Japanese and South Korean governments agreed that the foreign ministers of the two countries would meet in Seoul on Monday to discuss new proposals to resolve a row over the Japanese army’s historical use of sex slaves.
Japanese Foreign Minister, Fumio Kishida, said on Friday in Tokyo that the talks with his South Korean counterpart, Yun Se, were a very difficult one, but promised to make some progress.
Experts said not less than 200,000 women, many of whom were Koreans, were forced into sexual slavery for the Imperial Japanese Army before and during World War II.
The Korean peninsula was under Japanese colonial rule between 1910 and 1945.
Experts said Abe agreed with South Korean President Park Geun Hye in November to speed up talks on the issue.
A government official said on condition of anonymity that government had almost drafted a resolution.
He said the focus was now on whether government could reach an agreement with the South Korean side.
He said one of the new proposals was to expand by as much as 10 times the funds for a government-run programme to help provide medical and welfare care to some of the victims.

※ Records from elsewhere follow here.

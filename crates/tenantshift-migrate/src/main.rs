use std::sync::Arc;

use anyhow::{Context, Result};
use clap::Parser;
use tenantshift_migrate::cli::Cli;
use tenantshift_migrate::{run, MigrationConfig, MigrationContext, YamlMarshaller};
use tenantshift_platform::{CfClient, PlatformClient};
use tokio_util::sync::CancellationToken;
use tracing_subscriber::{fmt, prelude::*, EnvFilter};

#[tokio::main]
async fn main() -> Result<()> {
    let cli = Cli::parse();

    let level = if cli.debug { "debug" } else { "info" };
    tracing_subscriber::registry()
        .with(fmt::layer())
        .with(EnvFilter::try_from_default_env().unwrap_or_else(|_| EnvFilter::new(level)))
        .init();

    let mut config = MigrationConfig::from_file(&cli.config)
        .with_context(|| format!("loading {}", cli.config.display()))?;
    cli.apply(&mut config);
    config.validate()?;

    let direction = cli.direction();
    let scope = cli.scope();
    tracing::info!(%direction, ?scope, dry_run = config.dry_run, "tshift starting");

    let cancel = CancellationToken::new();
    let source: Arc<dyn PlatformClient> = Arc::new(CfClient::new(
        config.source.clone(),
        config.retry.clone(),
        cancel.clone(),
    ));
    let target: Arc<dyn PlatformClient> = Arc::new(CfClient::new(
        config.target.clone(),
        config.retry.clone(),
        cancel.clone(),
    ));
    let marshaller = Arc::new(YamlMarshaller::new(config.export_dir.clone()));
    let ctx = Arc::new(MigrationContext::new(config, source, target, marshaller, cancel.clone()));

    let interrupt = cancel.clone();
    tokio::spawn(async move {
        if tokio::signal::ctrl_c().await.is_ok() {
            tracing::warn!("interrupted; cancelling outstanding work");
            interrupt.cancel();
        }
    });

    let outcome = run(Arc::clone(&ctx), direction, &scope).await;
    println!("{}", ctx.summary);

    outcome.with_context(|| format!("{} aborted", direction))?;
    if ctx.summary.has_failures() {
        anyhow::bail!("{} instance(s) failed", ctx.summary.failed_count());
    }
    Ok(())
}
//! Bounded fan-out with shared cancellation.

use std::future::Future;
use std::sync::Arc;

use tokio::sync::Semaphore;
use tokio::task::JoinSet;
use tokio_util::sync::CancellationToken;
use tracing::debug;

use crate::error::{MigrateError, Result};

/// Runs tasks with at most `limit` in flight.
///
/// The first task error cancels the group's token and is returned by
/// [`TaskGroup::wait`]; errors caused by that cancellation are not reported.
#[derive(Debug)]
pub struct TaskGroup {
    tasks: JoinSet<Result<()>>,
    permits: Arc<Semaphore>,
    cancel: CancellationToken,
}

impl TaskGroup {
    /// Group whose token is a child of `parent`.
    pub fn new(limit: usize, parent: &CancellationToken) -> Self {
        Self {
            tasks: JoinSet::new(),
            permits: Arc::new(Semaphore::new(limit.max(1))),
            cancel: parent.child_token(),
        }
    }

    /// Token cancelled when the group fails or the parent is cancelled.
    pub fn token(&self) -> CancellationToken {
        self.cancel.clone()
    }

    /// Spawns `task` once a permit is free. Tasks not yet started when the
    /// group is cancelled never run; running ones are dropped at their next
    /// await point, which abandons in-flight API calls and retry back-off.
    pub fn spawn<F>(&mut self, task: F)
    where
        F: Future<Output = Result<()>> + Send + 'static,
    {
        let permits = Arc::clone(&self.permits);
        let cancel = self.cancel.clone();
        self.tasks.spawn(async move {
            let _permit = tokio::select! {
                _ = cancel.cancelled() => return Err(MigrateError::Cancelled),
                permit = permits.acquire_owned() => permit
                    .map_err(|_| MigrateError::Task("task group closed".into()))?,
            };
            if cancel.is_cancelled() {
                return Err(MigrateError::Cancelled);
            }
            tokio::select! {
                biased;
                result = task => result,
                _ = cancel.cancelled() => Err(MigrateError::Cancelled),
            }
        });
    }

    /// Number of tasks not yet joined.
    pub fn len(&self) -> usize {
        self.tasks.len()
    }

    /// Returns true when no task is pending.
    pub fn is_empty(&self) -> bool {
        self.tasks.is_empty()
    }

    /// Waits for every task and returns the first error.
    pub async fn wait(mut self) -> Result<()> {
        let mut first: Option<MigrateError> = None;
        while let Some(joined) = self.tasks.join_next().await {
            let outcome = joined.map_err(|e| MigrateError::Task(e.to_string())).and_then(|r| r);
            let Err(e) = outcome else { continue };
            match &first {
                None => {
                    debug!(error = %e, "task failed; cancelling group");
                    self.cancel.cancel();
                    first = Some(e);
                }
                Some(_) if e.is_cancelled() => {}
                Some(_) => debug!(error = %e, "further task failure"),
            }
        }
        match first {
            Some(e) => Err(e),
            None => Ok(()),
        }
    }
}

“Tokyo is also considering sending letters from Abe to the Korean women in an apparent expression of regret,” he said.
Meanwhile, Japan has demanded that South Korea remove a statue of a girl symbolising the sexual slavery issue erected in front of the Japanese embassy in Seoul.
Tokyo’s official stance was currently that the issue of compensation was fully settled under a 1965 treaty with Seoul that normalised diplomatic relations.
Many survivors of the wartime brothels have urged Japan to issue an official apology, make reparations and include wartime atrocities in Japanese textbooks.